Marcus Vinicius Batista

            O templo ficava atrás de uma concessionária. Quando se busca a paz, o lugar não importa, até porque em ambos os endereços pagavam-se religiosamente todos os meses para viver o equilíbrio espiritual.

            O culto era realizado aos sábados, sempre às dez da manhã, com sol, chuva, frio ou feriado. Eram cerca de 25 homens fiéis, todos frustrados de alguma forma porque não alcançaram os sonhos de criança.

           Naquele espaço, uma vez por semana, alguns deles se aproximavam do paraíso. Outros pagavam seus pecados. Poucos atingiam o grau de redenção.

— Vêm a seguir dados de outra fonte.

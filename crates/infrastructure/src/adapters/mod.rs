//! Infrastructure adapters
//!
//! Adapters connect application ports to concrete implementations.

mod directions_adapter;
mod geocoding_adapter;
mod location_source;
mod navigation_adapter;
mod places_adapter;

pub use directions_adapter::DirectionsAdapter;
pub use geocoding_adapter::GeocodingAdapter;
pub use location_source::ConfiguredLocationSource;
pub use navigation_adapter::NavigationAdapter;
pub use places_adapter::PlacesAdapter;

            O paraíso tinha comprimento e altura. Cinco metros por dois, mais ou menos. Ali, uma vez por semana, eu era o Judas, o traidor, o milagreiro às avessas. Um goleiro, aquele sujeito nascido para matar a beleza da religião, impedir a comunhão do gol.

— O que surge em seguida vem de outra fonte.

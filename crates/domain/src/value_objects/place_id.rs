//! Place identifier value object

use serde::{Deserialize, Serialize};
use std::fmt;
use uuid::Uuid;

/// Identifier for a search result
///
/// Generated locally for every parsed result, so the same upstream place gets
/// a different id on every search.
#[derive(Debug, Clone, Copy, PartialEq, Eq, Hash, Serialize, Deserialize)]
#[serde(transparent)]
pub struct PlaceId(Uuid);

impl PlaceId {
    /// Create a new random place id
    #[must_use]
    pub fn new() -> Self {
        Self(Uuid::new_v4())
    }

    /// Get the inner UUID
    #[must_use]
    pub const fn as_uuid(&self) -> &Uuid {
        &self.0
    }
}

impl Default for PlaceId {
    fn default() -> Self {
        Self::new()
    }
}

impl fmt::Display for PlaceId {
    fn fmt(&self, f: &mut fmt::Formatter<'_>) -> fmt::Result {
        write!(f, "{}", self.0)
    }
}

            Como autor, dou-me o direito de ser parcial e filtrar os rumos da micro-história do templo verde sintético. Se tivesse que me confessar, diria apenas que sou um bom goleiro de time de bairro, o que me parece suficiente para um campo de futebol society. De bairro.

            Um sábado transformou-se o ritual em tabu. Por circunstâncias de sorteio (na verdade, a escolha é autoritária a partir de qualidade técnica), eu e um amigo, volante nas horas vagas, sempre caiamos no mesmo time. Ele nunca era um dos primeiros a serem escolhidos. Também não era dos últimos, o que indicava o desempenho mediano ao olhar alheio.

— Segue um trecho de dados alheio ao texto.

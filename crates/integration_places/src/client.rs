//! Google Places Text Search client
//!
//! Client for the [Text Search](https://developers.google.com/maps/documentation/places/web-service/search-text)
//! endpoint, biased to a radius around the device location.

use std::time::{Duration, Instant};

use async_trait::async_trait;
use reqwest::Client;
use tracing::{debug, instrument, warn};

use crate::config::PlacesConfig;
use crate::error::PlacesError;
use crate::models::{PlaceResult, SearchStatus, api};
use crate::urlencoding::{encode, qualify_query};

/// Trait for place search clients
#[async_trait]
pub trait PlacesClient: Send + Sync {
    /// Search for places matching `query` around a coordinate
    ///
    /// The qualifier is appended to `query` as given, untrimmed. A non-OK
    /// upstream status yields an empty list rather than an error.
    async fn text_search(
        &self,
        query: &str,
        latitude: f64,
        longitude: f64,
    ) -> Result<Vec<PlaceResult>, PlacesError>;
}

/// Google Places Text Search client
#[derive(Debug)]
pub struct GooglePlacesClient {
    client: Client,
    config: PlacesConfig,
    api_key: String,
}

impl GooglePlacesClient {
    /// Create a new Google Places client
    ///
    /// # Errors
    ///
    /// Returns an error if the API key is missing or the HTTP client cannot
    /// be created.
    pub fn new(config: &PlacesConfig) -> Result<Self, PlacesError> {
        let api_key = config
            .api_key
            .clone()
            .filter(|k| !k.is_empty())
            .ok_or_else(|| {
                PlacesError::AuthenticationFailed("Google Maps API key is required".to_string())
            })?;

        let client = Client::builder()
            .timeout(Duration::from_secs(config.timeout_secs))
            .build()
            .map_err(|e| PlacesError::ConnectionFailed(e.to_string()))?;

        Ok(Self {
            client,
            config: config.clone(),
            api_key,
        })
    }

    /// Build the text search URL
    fn build_search_url(&self, query: &str, latitude: f64, longitude: f64) -> String {
        let qualified = qualify_query(query, &self.config.query_qualifier);
        format!(
            "{}/textsearch/json?query={}&location={latitude},{longitude}&radius={}&key={}",
            self.config.base_url,
            encode(&qualified),
            self.config.radius_meters,
            self.api_key
        )
    }

    /// Strip the API key from a URL before it is logged
    fn redact(&self, url: &str) -> String {
        url.replace(&self.api_key, "REDACTED")
    }

    /// Parse a text search body into places
    ///
    /// # Errors
    ///
    /// Returns `PlacesError::ParseError` if the body is not a JSON object.
    pub(crate) fn parse_response(body: &str) -> Result<Vec<PlaceResult>, PlacesError> {
        let response: api::TextSearchResponse =
            serde_json::from_str(body).map_err(|e| PlacesError::ParseError(e.to_string()))?;

        let status = SearchStatus::parse(&response.status);
        if !status.is_ok() {
            if status == SearchStatus::ZeroResults {
                debug!("Text search returned no results");
            } else {
                warn!(
                    %status,
                    error_message = response.error_message.as_deref().unwrap_or_default(),
                    "Text search returned non-OK status"
                );
            }
            return Ok(Vec::new());
        }

        let total = response.results.len();
        let places: Vec<PlaceResult> = response
            .results
            .into_iter()
            .filter_map(PlaceResult::from_entry)
            .collect();

        if places.len() < total {
            debug!(skipped = total - places.len(), "Skipped incomplete place entries");
        }

        Ok(places)
    }
}

#[async_trait]
impl PlacesClient for GooglePlacesClient {
    #[instrument(skip(self), fields(provider = "google_places"))]
    async fn text_search(
        &self,
        query: &str,
        latitude: f64,
        longitude: f64,
    ) -> Result<Vec<PlaceResult>, PlacesError> {
        if query.trim().is_empty() {
            return Err(PlacesError::InvalidQuery(
                "Search query cannot be empty".to_string(),
            ));
        }

        let url = self.build_search_url(query, latitude, longitude);
        let start = Instant::now();

        debug!(url = %self.redact(&url), "Sending text search request");

        let response = self
            .client
            .get(&url)
            .header("Accept", "application/json")
            .send()
            .await
            .map_err(|e| {
                if e.is_timeout() {
                    PlacesError::Timeout {
                        timeout_secs: self.config.timeout_secs,
                    }
                } else if e.is_connect() {
                    PlacesError::ConnectionFailed(e.to_string())
                } else {
                    PlacesError::RequestFailed(e.to_string())
                }
            })?;

        let status = response.status();
        debug!(status = %status, "Received text search response");

        if status == reqwest::StatusCode::TOO_MANY_REQUESTS {
            let retry_after = response
                .headers()
                .get("Retry-After")
                .and_then(|h| h.to_str().ok())
                .and_then(|s| s.parse().ok());

            return Err(PlacesError::RateLimitExceeded {
                retry_after_secs: retry_after,
            });
        }

        if !status.is_success() {
            let error_text = response.text().await.unwrap_or_default();
            return Err(PlacesError::RequestFailed(format!(
                "HTTP {status}: {error_text}"
            )));
        }

        let body = response
            .text()
            .await
            .map_err(|e| PlacesError::RequestFailed(e.to_string()))?;

        let places = Self::parse_response(&body)?;

        debug!(
            results = places.len(),
            time_ms = start.elapsed().as_millis(),
            "Text search completed"
        );

        Ok(places)
    }
}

             A escolha era sábia: o volante carregava o piano à moda antiga. Pouca presença no ataque, vontade de vencer (o que significava dividir com/e os adversários), além de preparo físico invejável (qualidade em uma partida de barrigudos).

            Pouco me lembro destes jogos. Era só a válvula de escape das pessoas comuns. Reconheço que guardei com mais clareza as conversas antes e depois das partidas. Diálogos sobre literatura, escritores, cinema e crônicas.

           Cinco anos depois, o amigo-volante puxou papo sobre as missas aos sábados. Pensei que falaria sobre as conversas. Foi direto ao ponto: o dia que o céu fechou as portas para ele. O sábado em que quase fez um gol. Ele recitava o lance como o evangelho que escapa aos lábios de um narrador de rádio AM em tarde de clássico.

           A narração era tão precisa, tão detalhada que me senti em um daqueles filmes do Canal 100. O volante desceu pela direita, livrou-se do zagueiro adversário em velocidade e disparou o chute. A bola seguiu rasteira, com endereço certo no canto esquerdo do goleiro. Não me lembro, mas ele me disse que espalmei por milagre. A bola foi para escanteio.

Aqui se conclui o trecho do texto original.